## Task goal
In your reply, reproduce the lines from the first one below to the line containing "API error response.", inclusive, exactly as they stand.

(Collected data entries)
-*-
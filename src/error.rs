//! Error handling.

use axum::{
    extract::rejection::QueryRejection,
    http::header,
    http::StatusCode,
    response::{IntoResponse, Response},
};
use ndarray::ShapeError;
use serde::{Deserialize, Serialize};
use std::error::Error;
use thiserror::Error;
use tokio::sync::AcquireError;
use tracing::{event, Level};

/// Flowmap error type
///
/// This type encapsulates the various errors that may occur while loading, aligning and
/// assembling data. Each variant may result in a different API error response.
#[derive(Debug, Error)]
pub enum FlowmapError {
    /// Variable dimensions do not match their declared lengths
    #[error("variable {variable} has shape {actual:?} but its dimensions have lengths {expected:?}")]
    ShapeMismatch {
        variable: String,
        expected: Vec<usize>,
        actual: Vec<usize>,
    },

    /// Variable refers to a dimension that the dataset does not declare
    #[error("variable {variable} uses undeclared dimension {dimension}")]
    UnknownDimension { variable: String, dimension: String },

    /// Reach axis of an array cannot be determined from its dimension names
    #[error("cannot determine the reach axis of {variable} from dimensions {dimensions:?}")]
    AmbiguousAxes {
        variable: String,
        dimensions: Vec<String>,
    },

    /// Requested dataset dimension is absent
    #[error("{dimension} dimension not found in time series")]
    MissingDimension { dimension: String },

    /// Time dimension has no coordinate values
    #[error("{dimension} coordinate not found in time series")]
    MissingTimeCoordinate { dimension: String },

    /// None of the flow variable aliases are present
    #[error("Flow variable not found (tried {candidates})")]
    VariableNotFound { candidates: String },

    /// Feature layer is absent from the GeoPackage
    #[error("layer {layer} not found in GeoPackage")]
    MissingLayer { layer: String },

    /// Feature layer lacks a required column
    #[error("column {column} not found in layer {layer}")]
    MissingColumn { layer: String, column: String },

    /// Feature identifier is not integer-like
    #[error("feature identifier {value} is not an integer")]
    InvalidIdentifier { value: String },

    /// Resample bucket width must be positive
    #[error("resample width must be at least 1 hour, got {hours}")]
    InvalidBucketWidth { hours: u32 },

    /// File name is not acceptable
    #[error("invalid file name {filename}")]
    InvalidFileName { filename: String },

    /// Coordinate reference system with no available projection to EPSG:4326
    #[error("unsupported coordinate reference system {crs}")]
    UnsupportedCrs { crs: String },

    /// Geometry and time series identifier sets differ
    #[error("feature identifiers differ: {missing_from_geometry} only in time series, {missing_from_time_series} only in geometry")]
    IdentifierMismatch {
        missing_from_geometry: usize,
        missing_from_time_series: usize,
    },

    /// Insufficient memory to process request
    #[error("Insufficient memory to process request ({requested} > {total})")]
    InsufficientMemory { requested: usize, total: usize },

    /// Error deserialising the query string
    #[error("request query is not valid")]
    RequestQueryRejection(#[from] QueryRejection),

    /// Error validating request parameters
    #[error("request data is not valid")]
    RequestDataValidation(#[from] validator::ValidationErrors),

    /// Input file does not exist
    #[error("File not found: {path}")]
    FileNotFound { path: String },

    /// Error reading an input file
    #[error("failed to read input file")]
    Io(#[from] std::io::Error),

    /// Error reading a GeoPackage
    #[error("error reading GeoPackage")]
    Sqlite(#[from] rusqlite::Error),

    /// Error reading a NetCDF file
    #[cfg(feature = "netcdf")]
    #[error("error reading NetCDF file")]
    NetCDF(#[from] netcdf::Error),

    /// NetCDF reading was not compiled in
    #[error("NetCDF support is not enabled in this build")]
    NetCDFSupportDisabled,

    /// Malformed geometry blob
    #[error("invalid geometry: {reason}")]
    InvalidGeometry { reason: String },

    /// Time coordinate units could not be decoded
    #[error("cannot decode time units {units:?}")]
    InvalidTimeUnits { units: String },

    /// Time step cannot be rendered as a label
    #[error("failed to format time step")]
    TimestampFormat(#[from] time::error::Format),

    /// Error creating ndarray Array from Shape
    #[error("failed to create array from shape")]
    ShapeInvalid(#[from] ShapeError),

    /// Permutation and reach axis lengths disagree
    #[error("permutation of length {permutation} cannot reorder reach axis of length {axis} in {variable}")]
    PermutationMismatch {
        variable: String,
        permutation: usize,
        axis: usize,
    },

    /// Error serialising a response body
    #[error("failed to serialise response")]
    Serialization(#[from] serde_json::Error),

    /// Blocking extraction task panicked or was cancelled
    #[error("extraction task failed")]
    TaskJoin(#[from] tokio::task::JoinError),

    /// Error acquiring a semaphore
    #[error("error acquiring resources")]
    SemaphoreAcquireError(#[from] AcquireError),

    /// Error converting between integer types
    #[error(transparent)]
    TryFromInt(#[from] std::num::TryFromIntError),
}

impl IntoResponse for FlowmapError {
    /// Convert from a `FlowmapError` into an [axum::response::Response].
    fn into_response(self) -> Response {
        ErrorResponse::from(self).into_response()
    }
}

/// Body of error response
///
/// Implements serde (de)serialise.
#[derive(Deserialize, Serialize)]
struct ErrorBody {
    /// Main error message
    error: String,

    /// Optional list of causes
    #[serde(skip_serializing_if = "Option::is_none")]
    caused_by: Option<Vec<String>>,
}

impl ErrorBody {
    /// Return a new ErrorBody
    ///
    /// # Arguments
    ///
    /// * `error`: The error that occurred
    fn new<E>(error: &E) -> Self
    where
        E: std::error::Error + Send + Sync,
    {
        let message = error.to_string();
        let mut caused_by = None;
        let mut current = error.source();
        while let Some(source) = current {
            let mut causes: Vec<String> = caused_by.unwrap_or_default();
            causes.push(source.to_string());
            caused_by = Some(causes);
            current = source.source();
        }
        // Remove duplicate entries.
        if let Some(caused_by) = caused_by.as_mut() {
            caused_by.dedup()
        }
        ErrorBody {
            error: message,
            caused_by,
        }
    }
}

/// A response to send in error cases
///
/// Implements serde (de)serialise.
#[derive(Deserialize, Serialize)]
struct ErrorResponse {
    /// HTTP status of the response
    #[serde(skip)]
    status: StatusCode,

    /// Response body
    #[serde(flatten)]
    body: ErrorBody,
}

impl ErrorResponse {
    /// Return a new ErrorResponse
    ///
    /// # Arguments
    ///
    /// * `status`: HTTP status of the response
    /// * `error`: The error that occurred. This will be formatted into a suitable `ErrorBody`
    fn new<E>(status: StatusCode, error: &E) -> Self
    where
        E: std::error::Error + Send + Sync,
    {
        ErrorResponse {
            status,
            body: ErrorBody::new(error),
        }
    }

    /// Return a 400 bad request ErrorResponse
    fn bad_request<E>(error: &E) -> Self
    where
        E: std::error::Error + Send + Sync,
    {
        Self::new(StatusCode::BAD_REQUEST, error)
    }

    /// Return a 404 not found ErrorResponse
    fn not_found<E>(error: &E) -> Self
    where
        E: std::error::Error + Send + Sync,
    {
        Self::new(StatusCode::NOT_FOUND, error)
    }

    /// Return a 500 internal server error ErrorResponse
    fn internal_server_error<E>(error: &E) -> Self
    where
        E: std::error::Error + Send + Sync,
    {
        Self::new(StatusCode::INTERNAL_SERVER_ERROR, error)
    }
}

impl From<FlowmapError> for ErrorResponse {
    /// Convert from a `FlowmapError` into an `ErrorResponse`.
    fn from(error: FlowmapError) -> Self {
        let response = match &error {
            // Bad request
            FlowmapError::ShapeMismatch { .. }
            | FlowmapError::UnknownDimension { .. }
            | FlowmapError::MissingDimension { .. }
            | FlowmapError::MissingTimeCoordinate { .. }
            | FlowmapError::VariableNotFound { .. }
            | FlowmapError::MissingLayer { .. }
            | FlowmapError::MissingColumn { .. }
            | FlowmapError::InvalidIdentifier { .. }
            | FlowmapError::InvalidBucketWidth { .. }
            | FlowmapError::InvalidFileName { .. }
            | FlowmapError::UnsupportedCrs { .. }
            | FlowmapError::IdentifierMismatch { .. }
            | FlowmapError::InsufficientMemory { .. }
            | FlowmapError::RequestQueryRejection(_)
            | FlowmapError::RequestDataValidation(_) => Self::bad_request(&error),

            // Not found
            FlowmapError::FileNotFound { .. } => Self::not_found(&error),

            // Internal server error
            FlowmapError::Io(_)
            | FlowmapError::Sqlite(_)
            | FlowmapError::NetCDFSupportDisabled
            | FlowmapError::InvalidGeometry { .. }
            | FlowmapError::InvalidTimeUnits { .. }
            | FlowmapError::TimestampFormat(_)
            | FlowmapError::ShapeInvalid(_)
            | FlowmapError::Serialization(_)
            | FlowmapError::TaskJoin(_)
            | FlowmapError::SemaphoreAcquireError(_)
            | FlowmapError::TryFromInt(_) => Self::internal_server_error(&error),

            #[cfg(feature = "netcdf")]
            FlowmapError::NetCDF(_) => Self::internal_server_error(&error),

            // Alignment invariants. These indicate a logic error, not bad input.
            FlowmapError::AmbiguousAxes { .. } | FlowmapError::PermutationMismatch { .. } => {
                Self::internal_server_error(&error)
            }
        };

        // Log server errors.
        if response.status.is_server_error() {
            event!(Level::ERROR, "{}", error.to_string());
            let mut current = error.source();
            while let Some(source) = current {
                event!(Level::ERROR, "Caused by: {}", source.to_string());
                current = source.source();
            }
        }

        response
    }
}

impl IntoResponse for ErrorResponse {
    /// Convert from an `ErrorResponse` into an `axum::response::Response`.
    ///
    /// Renders the response as JSON.
    fn into_response(self) -> Response {
        let json_body = serde_json::to_string_pretty(&self);
        match json_body {
            Err(err) => (
                StatusCode::INTERNAL_SERVER_ERROR,
                format!("Failed to serialise error response: {}", err),
            )
                .into_response(),
            Ok(json_body) => (
                self.status,
                [(&header::CONTENT_TYPE, mime::APPLICATION_JSON.to_string())],
                json_body,
            )
                .into_response(),
        }
    }
}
-*-
## Answer area
filename src/error.rs
//! Error handling.

use axum::{
    extract::rejection::QueryRejection,
    http::header,
    http::StatusCode,
    response::{IntoResponse, Response},
};
use ndarray::ShapeError;
use serde::{Deserialize, Serialize};
use std::error::Error;
use thiserror::Error;
use tokio::sync::AcquireError;
use tracing::{event, Level};

/// Flowmap error type
///
/// This type encapsulates the various errors that may occur while loading, aligning and
/// assembling data. Each variant may result in a different API error response.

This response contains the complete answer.